Operations on small matrices and BLAS in 1.6.0 RC1

With some code that uses only 4x4 matrices and that did nothing multi-threaded I was surprised to see CPU usage go up to all 4 cores on my machine (with a large percentage of system time) when using 1.6.0RC1 on Arch Linux. After some confused digging around (and disabling various parts like the GC) this turned out to be apparently caused by BLAS. One indication was the symbol blas_thread_server appeared above all julia related calls in a perf trace. Plus I saw millions of sched_yield() calls with strace on a runtime of about a minute, which doesn’t make much sense for single-threaded code.

Setting BLAS.set_num_threads(1) apparently restricts execution to a single core, and was also almost 50% faster. With 1.5.3 I don’t see this auto-threading behaviour, so perhaps some BLAS-related setting changed in 1.6?
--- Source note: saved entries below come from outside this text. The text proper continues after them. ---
//! Contract between the adapter and the log-structured filesystem engine.
//!
//! The engine is a black box: it owns the block device handed to it at
//! construction, lays out its own metadata, performs wear-leveling and
//! garbage collection internally, and guarantees erase-before-program
//! ordering on every block it touches. The adapter only relies on the
//! operation surface below and on the engine bracketing its re-entrant
//! internal call chains with the [`LockHooks`] installed at mount.
//!
//! Engine status codes pass through the adapter unrenamed; see
//! [`crate::error::Error`].

use alloc::sync::Arc;

use bitflags::bitflags;
use norfs_block_device::Geometry;

use crate::error::Result;
use crate::gate::LockHooks;

/// Longest entry name the engine stores, excluding any terminator.
pub const NAME_MAX: usize = 255;

bitflags! {
    /// File open flags.
    ///
    /// Create/read/write/append/truncate semantics are defined by the
    /// engine; the values mirror the conventional littlefs encoding.
    #[derive(Debug, Clone, Copy, PartialEq, Eq)]
    pub struct OpenFlags: u32 {
        /// Open for reading.
        const READ = 0x0001;
        /// Open for writing.
        const WRITE = 0x0002;
        /// Open for reading and writing.
        const READ_WRITE = 0x0003;
        /// Create the file if it does not exist.
        const CREATE = 0x0100;
        /// Fail if the file already exists.
        const EXCLUSIVE = 0x0200;
        /// Truncate the existing file to zero size.
        const TRUNCATE = 0x0400;
        /// Move to the end of the file on every write.
        const APPEND = 0x0800;
    }
}

/// Seek origin.
#[derive(Debug, Clone, Copy, PartialEq, Eq)]
#[cfg_attr(feature = "defmt", derive(defmt::Format))]
pub enum Whence {
    /// Relative to the start of the file.
    Set,
    /// Relative to the current position.
    Current,
    /// Relative to the end of the file.
    End,
}

/// Entry type reported by stat and directory reads.
#[derive(Debug, Clone, Copy, PartialEq, Eq)]
#[cfg_attr(feature = "defmt", derive(defmt::Format))]
pub enum EntryType {
    /// Regular file.
    File,
    /// Directory.
    Directory,
}

/// Entry metadata: type, size and name.
///
/// The name is bounded by [`NAME_MAX`] and owned by the metadata value,
/// so callers never copy into a buffer whose size they must guess.
#[derive(Debug, Clone, PartialEq, Eq)]
pub struct Metadata {
    /// Whether the entry is a file or a directory.
    pub entry_type: EntryType,
    /// Entry size in bytes. Only meaningful for files.
    pub size: u32,
    /// Entry name.
    pub name: heapless::String<NAME_MAX>,
}

/// Operation surface of the log-structured filesystem engine.
///
/// One engine instance manages one mounted filesystem over the block
/// device it owns. All methods take `&mut self`; serialization across
/// tasks is the mount session's job, re-entrant bracketing inside a task
/// is the engine's (through the hooks given to [`Engine::mount`]).
///
/// File and directory state types are engine-internal; callers only see
/// the opaque handles the session wraps them in.
pub trait Engine {
    /// Engine-internal state of an open file.
    type File;
    /// Engine-internal state of an open directory iteration.
    type Dir;

    /// Write a fresh, empty filesystem onto the block device.
    fn format(&mut self) -> Result<()>;

    /// Mount the filesystem, installing `hooks` as the lock callbacks the
    /// engine invokes around its top-level and re-entrant call chains.
    fn mount(&mut self, hooks: Arc<dyn LockHooks>) -> Result<()>;

    /// Unmount the filesystem. The engine must not touch the device
    /// afterwards until mounted again.
    fn unmount(&mut self) -> Result<()>;

    /// Open `path` under `flags`, returning the populated file state.
    fn file_open(&mut self, path: &str, flags: OpenFlags) -> Result<Self::File>;

    /// Close a file, releasing all engine state behind it.
    fn file_close(&mut self, file: Self::File) -> Result<()>;

    /// Read up to `buf.len()` bytes at the current position.
    fn file_read(&mut self, file: &mut Self::File, buf: &mut [u8]) -> Result<usize>;

    /// Write `buf` at the current position (or the end under append).
    fn file_write(&mut self, file: &mut Self::File, buf: &[u8]) -> Result<usize>;

    /// Reposition the file, returning the new absolute position.
    fn file_seek(&mut self, file: &mut Self::File, offset: i64, whence: Whence) -> Result<u64>;

    /// Current absolute position.
    fn file_tell(&mut self, file: &mut Self::File) -> Result<u64>;

    /// Truncate or extend the file to `size` bytes.
    fn file_truncate(&mut self, file: &mut Self::File, size: u64) -> Result<()>;

    /// Current file size in bytes.
    fn file_size(&mut self, file: &mut Self::File) -> Result<u64>;

    /// Flush buffered file state to the medium.
    fn file_sync(&mut self, file: &mut Self::File) -> Result<()>;

    /// Remove a file or an empty directory.
    fn remove(&mut self, path: &str) -> Result<()>;

    /// Rename an entry. Atomicity across directories is engine-defined.
    fn rename(&mut self, old_path: &str, new_path: &str) -> Result<()>;

    /// Create a directory.
    fn mkdir(&mut self, path: &str) -> Result<()>;

    /// Metadata of the entry at `path`.
    fn stat(&mut self, path: &str) -> Result<Metadata>;

    /// Read the attribute stored under `tag` into `buf`, returning the
    /// number of bytes copied. Truncation to `buf.len()` is
    /// engine-defined.
    fn getattr(&mut self, path: &str, tag: u8, buf: &mut [u8]) -> Result<usize>;

    /// Store `value` as the attribute under `tag`, replacing any previous
    /// value.
    fn setattr(&mut self, path: &str, tag: u8, value: &[u8]) -> Result<()>;

    /// Remove the attribute stored under `tag`.
    fn removeattr(&mut self, path: &str, tag: u8) -> Result<()>;

    /// Open a directory for iteration.
    fn dir_open(&mut self, path: &str) -> Result<Self::Dir>;

    /// Close a directory iteration.
    fn dir_close(&mut self, dir: Self::Dir) -> Result<()>;

    /// Yield the next entry, or `None` at the end of the directory.
    fn dir_read(&mut self, dir: &mut Self::Dir) -> Result<Option<Metadata>>;

    /// Reposition the iteration to an offset obtained from
    /// [`Engine::dir_tell`].
    fn dir_seek(&mut self, dir: &mut Self::Dir, offset: u64) -> Result<()>;

    /// Opaque position of the iteration.
    fn dir_tell(&mut self, dir: &mut Self::Dir) -> Result<u64>;

    /// Reposition the iteration to the first entry.
    fn dir_rewind(&mut self, dir: &mut Self::Dir) -> Result<()>;

    /// The geometry the engine was configured with.
    fn geometry(&self) -> &Geometry;

    /// Number of blocks currently holding data, for usage accounting.
    fn blocks_used(&mut self) -> Result<u32>;
}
More generally, I can understand such BLAS optimizations make sense when working with large matrices. But for small sizes like 4x4 isn’t there quite a bit of overhead in the parts of BLAS that determine whether to do such threading optimizations?

1 Like

PS. I would definitely recommend using StaticArrays for this sort of thing.

Right, although that’s a conclusion I’ve only come to in the last hour myself :slight_smile: It was a bit unexpected to see the full might of BLAS being applied to such small matrices, although the manual states clearly that it is used. I just wasn’t expecting it to be used for all matrix sizes.